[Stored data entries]
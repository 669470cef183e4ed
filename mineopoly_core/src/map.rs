use std::ops::{Index, IndexMut};

use serde::{Deserialize, Serialize};

use crate::Coordinate;

/// Represents errors that can occur within the grid operations.
#[derive(Debug, Clone, PartialEq, Eq, thiserror::Error)]
pub enum GridError {
    #[error("Coordinate ({x}, {y}) is out of bounds for grid size {size}")]
    OutOfBounds { x: i32, y: i32, size: usize },
}

/// A generic square 2D grid structure.
///
/// Cells are stored in a flat vector, one row after another, with the *top*
/// row first. A coordinate's `y` therefore maps to storage row `size - 1 - y`,
/// which keeps `(0, 0)` at the bottom-left corner so that moving up increases `y`.
#[derive(Debug, Clone, PartialEq, Eq, Serialize, Deserialize)]
pub struct Grid<T> {
    size: usize,
    cells: Vec<T>,
}

impl<T> Grid<T> {
    /// Creates a new `size` x `size` grid filled with default values.
    ///
    /// # Panics
    ///
    /// Panics if `size * size` overflows `usize`.
    pub fn new(size: usize) -> Self
    where
        T: Default + Clone,
    {
        let len = size.checked_mul(size).expect("Grid size overflow");
        Grid {
            size,
            cells: vec![T::default(); len],
        }
    }

    /// Returns the side length of the grid.
    #[inline]
    pub fn size(&self) -> usize {
        self.size
    }

    fn storage_to_coordinate(size: usize, row: usize, column: usize) -> Coordinate {
        Coordinate::new(column as i32, (size - 1 - row) as i32)
    }

    /// Converts a board coordinate to a flat vector index.
    ///
    /// Returns `None` if the coordinate is out of bounds.
    #[inline]
    pub fn coords_to_index(&self, location: Coordinate) -> Option<usize> {
        if self.is_valid(location) {
            let row = self.size - 1 - location.y as usize;
            Some(row * self.size + location.x as usize)
        } else {
            None
        }
    }

    /// Checks if the given coordinate lies on the grid.
    #[inline]
    pub fn is_valid(&self, location: Coordinate) -> bool {
        let size = self.size as i64;
        (0..size).contains(&i64::from(location.x)) && (0..size).contains(&i64::from(location.y))
    }

    /// Gets an immutable reference to the cell at the given coordinate.
    pub fn get(&self, location: Coordinate) -> Option<&T> {
        let index = self.coords_to_index(location)?;
        self.cells.get(index)
    }

    /// Sets the value of the cell at the given coordinate.
    ///
    /// Returns `Err(GridError::OutOfBounds)` if the coordinate is off the grid.
    pub fn set(&mut self, location: Coordinate, value: T) -> Result<(), GridError> {
        let index = self.coords_to_index(location).ok_or(GridError::OutOfBounds {
            x: location.x,
            y: location.y,
            size: self.size,
        })?;
        self.cells[index] = value;
        Ok(())
    }

    /// Returns an iterator over the cells in storage order.
    pub fn iter(&self) -> impl Iterator<Item = &T> {
        self.cells.iter()
    }

    /// Returns an iterator that yields `(coordinate, &T)` for each cell.
    pub fn enumerate(&self) -> impl Iterator<Item = (Coordinate, &T)> {
        let size = self.size;
        self.cells.iter().enumerate().map(move |(index, cell)| {
            (
                Self::storage_to_coordinate(size, index / size, index % size),
                cell,
            )
        })
    }

    /// Returns the rows of the grid, top row (highest `y`) first.
    pub fn rows(&self) -> impl Iterator<Item = &[T]> {
        self.cells.chunks(self.size.max(1))
    }
}

impl<T> Index<Coordinate> for Grid<T> {
    type Output = T;

    #[inline]
    fn index(&self, location: Coordinate) -> &Self::Output {
        match self.coords_to_index(location) {
            Some(idx) => &self.cells[idx],
            None => panic!(
                "Grid index {} out of bounds for grid size {}",
                location, self.size
            ),
        }
    }
}

impl<T> IndexMut<Coordinate> for Grid<T> {
    #[inline]
    fn index_mut(&mut self, location: Coordinate) -> &mut Self::Output {
        let size = self.size;
        match self.coords_to_index(location) {
            Some(idx) => &mut self.cells[idx],
            None => panic!(
                "Grid index {} out of bounds for grid size {}",
                location, size
            ),
        }
    }
}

WORK INSTRUCTIONS: In the entries above, find each line that has the word "Serialize". Copy it.

SOLUTION BELOW:
use serde::{Deserialize, Serialize};
#[derive(Debug, Clone, PartialEq, Eq, Serialize, Deserialize)]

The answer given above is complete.